In another one embodiment of the present invention, said data according to said data acquisition protocol, are pushed to said data acquisition side by the particular data of the side of collection with structurized form with said data by the side of collection.
In another one embodiment of the present invention, the concrete rule of said data acquisition protocol comprises that data acquisition side indicates, pushes at least one in frequency, collection channel, main obedient data, comment data, the synchronous sequence.
In the internet information acquisition device that the embodiment of the invention provided based on the pushed technology; Data are gathered can be initiatively to send to data acquisition side with particular data according to the data acquisition protocol of consulting; Realize an internet information acquisition new method based on pushed technology, waste bandwidth resource not when this device can be implemented in collection network information, and information acquisition is more comprehensive; In time, also can collect special data simultaneously.

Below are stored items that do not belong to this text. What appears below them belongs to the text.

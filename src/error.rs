use std::time::Duration;

use thiserror::Error;

/// Result alias used throughout the crate.
pub type Result<T> = std::result::Result<T, AccessError>;

/// Failures raised by the persistence collaborator during dynamic-role lookups,
/// commit, or refresh.
#[derive(Debug, Error)]
pub enum PersistenceError {
    #[error("persistence call timed out after {0:?}")]
    Timeout(Duration),

    #[error("persistence backend unavailable: {reason}")]
    Unavailable { reason: String },

    #[error("persistence {operation} failed: {reason}")]
    Operation {
        operation: &'static str,
        reason: String,
    },
}

/// Canonical error surface for access decisions.
///
/// `PermissionDenied` is the only variant that means "you may not". Every other
/// variant means the engine could not reach a decision and must never be mapped
/// onto an authorization failure by the transport layer.
#[derive(Debug, Error)]
pub enum AccessError {
    #[error("Access Permission Denied for the URL: {reason}")]
    PermissionDenied { reason: String },

    #[error("unknown resource type: {name}")]
    UnknownResourceType { name: String },

    #[error("no permission mapping for {method} {endpoint}")]
    UnmappedEndpoint { method: String, endpoint: String },

    #[error("access check could not complete: {0}")]
    PersistenceFailure(#[from] PersistenceError),

    #[error("invalid policy: {reason}")]
    InvalidPolicy { reason: String },

    #[error("serialization error: {0}")]
    Json(#[from] serde_json::Error),

    #[error("I/O error: {0}")]
    Io(#[from] std::io::Error),
}

impl AccessError {
    pub(crate) fn denied(reason: impl Into<String>) -> Self {
        Self::PermissionDenied {
            reason: reason.into(),
        }
    }

    /// True only for a policy decision against the caller.
    #[must_use]
    pub fn is_denial(&self) -> bool {
        matches!(self, Self::PermissionDenied { .. })
    }

    /// True when a collaborator failed and no decision was reached.
    #[must_use]
    pub fn is_operational(&self) -> bool {
        matches!(self, Self::PersistenceFailure(_))
    }
}
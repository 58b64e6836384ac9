//! Outcome of a single access decision.

use serde::{Deserialize, Serialize};

use super::resource::ResourceType;

/// Result of [`AccessEngine::decide_access`](crate::AccessEngine::decide_access).
///
/// `visible` is populated only by the two list-filtering regimes and holds
/// indices into the candidate collection that was evaluated. `None` means the
/// caller-supplied resource is the answer unpruned.
#[derive(Debug, Clone, PartialEq, Eq, Serialize, Deserialize)]
pub struct AccessDecision {
    pub allowed: bool,
    pub resource_type: ResourceType,
    pub required_permission: String,
    pub access_tags: Vec<String>,
    #[serde(default, skip_serializing_if = "Option::is_none")]
    pub visible: Option<Vec<usize>>,
}

impl AccessDecision {
    /// Number of visible candidates, if a filter ran.
    #[must_use]
    pub fn visible_count(&self) -> Option<usize> {
        self.visible.as_ref().map(Vec::len)
    }

    /// Keep only the visible candidates, preserving order. Unfiltered decisions
    /// return the input untouched.
    #[must_use]
    pub fn retain_visible<T>(&self, items: Vec<T>) -> Vec<T> {
        let Some(visible) = &self.visible else {
            return items;
        };
        let mut cursor = visible.iter().copied().peekable();
        items
            .into_iter()
            .enumerate()
            .filter_map(|(index, item)| {
                if cursor.peek() == Some(&index) {
                    cursor.next();
                    Some(item)
                } else {
                    None
                }
            })
            .collect()
    }
}
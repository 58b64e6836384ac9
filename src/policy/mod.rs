//! Static tag → permission → role policy.

mod builtin;
pub mod table;

pub use table::{PermissionRules, PolicyTable, RoleRule};
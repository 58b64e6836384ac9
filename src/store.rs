//! Persistence collaborator seams: project-role lookups and the commit/refresh
//! step of the write path.
//!
//! Implementations are expected to bound their own I/O with a timeout and to
//! report failures as [`PersistenceError`]; the engine never retries and never
//! turns a failed lookup into an allow or a deny.

use std::collections::BTreeSet;
use std::fmt;

use crate::constants::roles;
use crate::error::PersistenceError;
use crate::types::ProjectId;

/// Relationship a user holds inside a translation project.
#[derive(Debug, Clone, Copy, PartialEq, Eq, PartialOrd, Ord, Hash)]
pub enum ProjectRole {
    Owner,
    Member,
}

impl ProjectRole {
    #[must_use]
    pub fn as_str(self) -> &'static str {
        match self {
            Self::Owner => roles::PROJECT_OWNER,
            Self::Member => roles::PROJECT_MEMBER,
        }
    }
}

impl fmt::Display for ProjectRole {
    fn fmt(&self, f: &mut fmt::Formatter<'_>) -> fmt::Result {
        f.write_str(self.as_str())
    }
}

/// Membership query backing the `projectOwner` / `projectMember` roles.
pub trait ProjectMembership {
    fn has_project_role(
        &self,
        project_id: ProjectId,
        user_id: &str,
        role: ProjectRole,
    ) -> Result<bool, PersistenceError>;
}

impl<T: ProjectMembership + ?Sized> ProjectMembership for &T {
    fn has_project_role(
        &self,
        project_id: ProjectId,
        user_id: &str,
        role: ProjectRole,
    ) -> Result<bool, PersistenceError> {
        (**self).has_project_role(project_id, user_id, role)
    }
}

impl<T: ProjectMembership + ?Sized> ProjectMembership for std::sync::Arc<T> {
    fn has_project_role(
        &self,
        project_id: ProjectId,
        user_id: &str,
        role: ProjectRole,
    ) -> Result<bool, PersistenceError> {
        (**self).has_project_role(project_id, user_id, role)
    }
}

/// Transaction scope of the current request.
pub trait UnitOfWork<R> {
    fn commit(&mut self) -> Result<(), PersistenceError>;

    fn refresh(&mut self, record: &mut R) -> Result<(), PersistenceError>;
}

/// Step recorded by [`InMemoryStore`] so callers can check ordering.
#[derive(Debug, Clone, Copy, PartialEq, Eq)]
pub enum StoreEvent {
    Lookup,
    Commit,
    Refresh,
}

/// In-process membership table and unit of work.
///
/// Used by the crate's tests and by embedders that keep project membership in
/// memory. An outage can be injected to exercise the operational-failure path.
#[derive(Debug, Default)]
pub struct InMemoryStore {
    memberships: BTreeSet<(ProjectId, String, ProjectRole)>,
    outage: Option<String>,
    journal: std::sync::Mutex<Vec<StoreEvent>>,
}

impl InMemoryStore {
    #[must_use]
    pub fn new() -> Self {
        Self::default()
    }

    pub fn add_member(&mut self, project_id: ProjectId, user_id: impl Into<String>, role: ProjectRole) {
        self.memberships.insert((project_id, user_id.into(), role));
    }

    #[must_use]
    pub fn with_member(
        mut self,
        project_id: ProjectId,
        user_id: impl Into<String>,
        role: ProjectRole,
    ) -> Self {
        self.add_member(project_id, user_id, role);
        self
    }

    /// Make every subsequent call fail as if the backend were unreachable.
    pub fn set_outage(&mut self, reason: impl Into<String>) {
        self.outage = Some(reason.into());
    }

    /// Steps performed so far, in order.
    #[must_use]
    pub fn journal(&self) -> Vec<StoreEvent> {
        match self.journal.lock() {
            Ok(events) => events.clone(),
            Err(poisoned) => poisoned.into_inner().clone(),
        }
    }

    #[must_use]
    pub fn commits(&self) -> usize {
        self.journal()
            .iter()
            .filter(|event| **event == StoreEvent::Commit)
            .count()
    }

    fn record(&self, event: StoreEvent) -> Result<(), PersistenceError> {
        match self.journal.lock() {
            Ok(mut events) => events.push(event),
            Err(poisoned) => poisoned.into_inner().push(event),
        }
        match &self.outage {
            Some(reason) => Err(PersistenceError::Unavailable {
                reason: reason.clone(),
            }),
            None => Ok(()),
        }
    }
}

impl ProjectMembership for InMemoryStore {
    fn has_project_role(
        &self,
        project_id: ProjectId,
        user_id: &str,
        role: ProjectRole,
    ) -> Result<bool, PersistenceError> {
        self.record(StoreEvent::Lookup)?;
        Ok(self
            .memberships
            .contains(&(project_id, user_id.to_string(), role)))
    }
}

impl<R> UnitOfWork<R> for InMemoryStore {
    fn commit(&mut self) -> Result<(), PersistenceError> {
        self.record(StoreEvent::Commit)
    }

    fn refresh(&mut self, _record: &mut R) -> Result<(), PersistenceError> {
        self.record(StoreEvent::Refresh)
    }
}
//! Request pipeline around a route handler.
//!
//! The mediator decides where the access check sits relative to the handler:
//! before it for identity and generic-translation routes, after it everywhere
//! else, since most checks need the record the handler loaded or built. On
//! writes, nothing is committed until the check passes.

use tracing::instrument;

use crate::constants::{TRANSLATION_PREFIX, USER_PREFIX};
use crate::engine::AccessEngine;
use crate::error::AccessError;
use crate::permission::PermissionMap;
use crate::store::{ProjectMembership, UnitOfWork};
use crate::types::{
    AccessDecision, App, CallerIdentity, Method, RequestContext, ResourceInput, ResourceRecord,
    ResourceType,
};

/// Parent kind of a [`HandlerOutput::Scoped`] response.
#[derive(Debug, Clone, Copy, PartialEq, Eq)]
pub enum ContentScope {
    /// Content rows under a source (bible books, commentary entries, ...).
    Source,
    /// Draft or settings data under a translation project.
    Project,
}

/// What a route handler produced.
#[derive(Debug, Clone, PartialEq)]
pub enum HandlerOutput<R, C> {
    Record(R),
    Records(Vec<R>),
    /// Content whose access is governed by `parent`.
    Scoped {
        scope: ContentScope,
        parent: R,
        content: C,
    },
}

/// Response after access control.
#[derive(Debug, Clone, PartialEq)]
pub enum MediatedResponse<R, C> {
    Record(R),
    Records(Vec<R>),
    Content(C),
    /// The request was allowed but the governing parent is not visible to the caller.
    Hidden,
}

impl<R, C> MediatedResponse<R, C> {
    fn unchecked(output: HandlerOutput<R, C>) -> Self {
        match output {
            HandlerOutput::Record(record) => Self::Record(record),
            HandlerOutput::Records(records) => Self::Records(records),
            HandlerOutput::Scoped { content, .. } => Self::Content(content),
        }
    }
}

/// Runs handlers under an [`AccessEngine`].
#[derive(Debug)]
pub struct RequestMediator<'e, P, M> {
    engine: &'e AccessEngine<P, M>,
}

impl<P, M> Clone for RequestMediator<'_, P, M> {
    fn clone(&self) -> Self {
        *self
    }
}

impl<P, M> Copy for RequestMediator<'_, P, M> {}

impl<'e, P, M> RequestMediator<'e, P, M>
where
    P: PermissionMap,
    M: ProjectMembership,
{
    pub fn new(engine: &'e AccessEngine<P, M>) -> Self {
        Self { engine }
    }

    /// Run `handler` with access control applied.
    ///
    /// Handler errors pass through untouched; access failures are converted
    /// into `E`.
    #[instrument(
        level = "debug",
        skip_all,
        fields(method = %context.method, endpoint = %context.endpoint)
    )]
    pub fn mediate<R, C, U, E, H>(
        &self,
        context: &RequestContext,
        caller: &CallerIdentity,
        resource_type: Option<ResourceType>,
        unit_of_work: &mut U,
        handler: H,
    ) -> Result<MediatedResponse<R, C>, E>
    where
        R: ResourceRecord,
        U: UnitOfWork<R>,
        E: From<AccessError>,
        H: FnOnce() -> Result<HandlerOutput<R, C>, E>,
    {
        if checks_before_handler(&context.endpoint) {
            self.engine
                .authorize::<R>(context, caller, resource_type, ResourceInput::None)?;
            return Ok(MediatedResponse::unchecked(handler()?));
        }

        let output = handler()?;
        if matches!(&output, HandlerOutput::Records(records) if records.is_empty()) {
            return Ok(MediatedResponse::Records(Vec::new()));
        }

        if context.method.is_read() {
            self.filter_read(context, caller, resource_type, output)
                .map_err(E::from)
        } else {
            self.guard_write(context, caller, resource_type, unit_of_work, output)
                .map_err(E::from)
        }
    }

    fn filter_read<R, C>(
        &self,
        context: &RequestContext,
        caller: &CallerIdentity,
        resource_type: Option<ResourceType>,
        output: HandlerOutput<R, C>,
    ) -> crate::Result<MediatedResponse<R, C>>
    where
        R: ResourceRecord,
    {
        match output {
            HandlerOutput::Records(records) => {
                let decision = self.engine.authorize(
                    context,
                    caller,
                    resource_type,
                    ResourceInput::Collection(&records),
                )?;
                Ok(MediatedResponse::Records(decision.retain_visible(records)))
            }
            HandlerOutput::Record(record) => {
                let decision = self.engine.authorize(
                    context,
                    caller,
                    resource_type,
                    ResourceInput::Single(&record),
                )?;
                Ok(if first_is_visible(&decision) {
                    MediatedResponse::Record(record)
                } else {
                    MediatedResponse::Hidden
                })
            }
            HandlerOutput::Scoped {
                parent, content, ..
            } => {
                let decision = self.engine.authorize(
                    context,
                    caller,
                    resource_type,
                    ResourceInput::Collection(std::slice::from_ref(&parent)),
                )?;
                if first_is_visible(&decision) {
                    Ok(MediatedResponse::Content(content))
                } else {
                    tracing::debug!("parent hidden from caller, withholding content");
                    Ok(MediatedResponse::Hidden)
                }
            }
        }
    }

    fn guard_write<R, C, U>(
        &self,
        context: &RequestContext,
        caller: &CallerIdentity,
        resource_type: Option<ResourceType>,
        unit_of_work: &mut U,
        output: HandlerOutput<R, C>,
    ) -> crate::Result<MediatedResponse<R, C>>
    where
        R: ResourceRecord,
        U: UnitOfWork<R>,
    {
        let user_id = caller.user_id();
        match output {
            HandlerOutput::Record(mut record) => {
                stamp_record(&mut record, &context.method, user_id);
                self.engine
                    .authorize(context, caller, resource_type, ResourceInput::Single(&record))?;
                unit_of_work.commit()?;
                unit_of_work.refresh(&mut record)?;
                Ok(MediatedResponse::Record(record))
            }
            HandlerOutput::Records(mut records) => {
                for record in &mut records {
                    stamp_record(record, &context.method, user_id);
                }
                for record in &records {
                    self.engine
                        .authorize(context, caller, resource_type, ResourceInput::Single(record))?;
                }
                unit_of_work.commit()?;
                for record in &mut records {
                    unit_of_work.refresh(record)?;
                }
                Ok(MediatedResponse::Records(records))
            }
            HandlerOutput::Scoped {
                scope,
                mut parent,
                content,
            } => {
                parent.stamp_updated_user(user_id);
                if scope == ContentScope::Project
                    && context.method == Method::Put
                    && context.requesting_app() != Some(App::Autographa)
                {
                    return Err(AccessError::denied(format!(
                        "project content on {} can only be edited from Autographa",
                        context.endpoint
                    )));
                }
                self.engine
                    .authorize(context, caller, resource_type, ResourceInput::Single(&parent))?;
                unit_of_work.commit()?;
                unit_of_work.refresh(&mut parent)?;
                Ok(MediatedResponse::Content(content))
            }
        }
    }
}

fn checks_before_handler(endpoint: &str) -> bool {
    endpoint.starts_with(USER_PREFIX) || endpoint.starts_with(TRANSLATION_PREFIX)
}

fn first_is_visible(decision: &AccessDecision) -> bool {
    decision
        .visible
        .as_ref()
        .is_none_or(|visible| visible.first() == Some(&0))
}

fn stamp_record<R: ResourceRecord>(record: &mut R, method: &Method, user_id: Option<&str>) {
    match method {
        Method::Post => record.stamp_created_user(user_id),
        Method::Put | Method::Patch => record.stamp_updated_user(user_id),
        _ => {}
    }
}

#[cfg(test)]
mod tests {
    use super::*;
    use crate::engine::test_support::engine;
    use crate::store::{InMemoryStore, StoreEvent};
    use crate::types::ResourceEntry;

    type Output = HandlerOutput<ResourceEntry, Vec<String>>;

    #[test]
    fn user_routes_deny_before_handler_runs() {
        let engine = engine(InMemoryStore::new());
        let mediator = RequestMediator::new(&engine);
        let mut uow = InMemoryStore::new();
        let ctx = RequestContext::new("PUT", "/v2/user/userrole");
        let caller = CallerIdentity::authenticated("U1", ["VachanUser"]);
        let result = mediator.mediate(&ctx, &caller, None, &mut uow, || -> Result<Output, AccessError> {
            panic!("handler must not run on a denied pre-check")
        });
        assert!(result.unwrap_err().is_denial());
        assert!(uow.journal().is_empty());
    }

    #[test]
    fn empty_listing_skips_the_check() {
        let engine = engine(InMemoryStore::new());
        let mediator = RequestMediator::new(&engine);
        let mut uow = InMemoryStore::new();
        let ctx = RequestContext::new("GET", "/v2/commentaries/en_BBC_1_commentary");
        let response = mediator
            .mediate(&ctx, &CallerIdentity::anonymous(None), None, &mut uow, || {
                Ok::<Output, AccessError>(HandlerOutput::Records(Vec::new()))
            })
            .unwrap();
        assert_eq!(response, MediatedResponse::Records(Vec::new()));
    }

    #[test]
    fn post_stamps_creator_before_commit() {
        let engine = engine(InMemoryStore::new());
        let mediator = RequestMediator::new(&engine);
        let mut uow = InMemoryStore::new();
        let ctx = RequestContext::new("POST", "/v2/sources");
        let caller = CallerIdentity::authenticated("U3", ["VachanAdmin"]);
        let response = mediator
            .mediate(&ctx, &caller, None, &mut uow, || {
                Ok::<Output, AccessError>(HandlerOutput::Record(ResourceEntry::content(
                    "hi_IRV_1_bible",
                    ["content"],
                )))
            })
            .unwrap();
        let MediatedResponse::Record(record) = response else {
            panic!("expected a record");
        };
        assert_eq!(record.created_user.as_deref(), Some("U3"));
        assert_eq!(uow.journal(), vec![StoreEvent::Commit, StoreEvent::Refresh]);
    }

    #[test]
    fn project_content_put_outside_autographa_is_denied() {
        let engine = engine(InMemoryStore::new());
        let mediator = RequestMediator::new(&engine);
        let mut uow = InMemoryStore::new();
        let ctx = RequestContext::new("PUT", "/v2/autographa/project/draft").with_app("VachanAdmin");
        let caller = CallerIdentity::authenticated("U1", ["SuperAdmin"]);
        let err = mediator
            .mediate(&ctx, &caller, None, &mut uow, || {
                Ok::<Output, AccessError>(HandlerOutput::Scoped {
                    scope: ContentScope::Project,
                    parent: ResourceEntry::project(9, Vec::new()),
                    content: vec!["GEN 1:1".to_string()],
                })
            })
            .unwrap_err();
        assert!(err.is_denial());
        assert_eq!(uow.commits(), 0);
    }
}
//! Public types exposed by the `vachan-access-core` crate.

pub mod caller;
pub mod decision;
pub mod options;
pub mod request;
pub mod resource;

pub use caller::{CallerIdentity, IdentityFailure};
pub use decision::AccessDecision;
pub use options::EngineOptions;
pub use request::{App, Method, RequestContext};
pub use resource::{
    ProjectId, ProjectUser, ResourceEntry, ResourceInput, ResourceRecord, ResourceType,
};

More than be some preferred implementation of the embodiment of the invention; Anyone is under the prerequisite of skilled; Do not deviating from spirit of the present invention and do not exceeding under the prerequisite of the technical scope that the present invention relates to, can do various replenishing and modification the details that the present invention describes.Protection scope of the present invention is not limited to the cited scope of embodiment, and protection scope of the present invention is as the criterion with claim.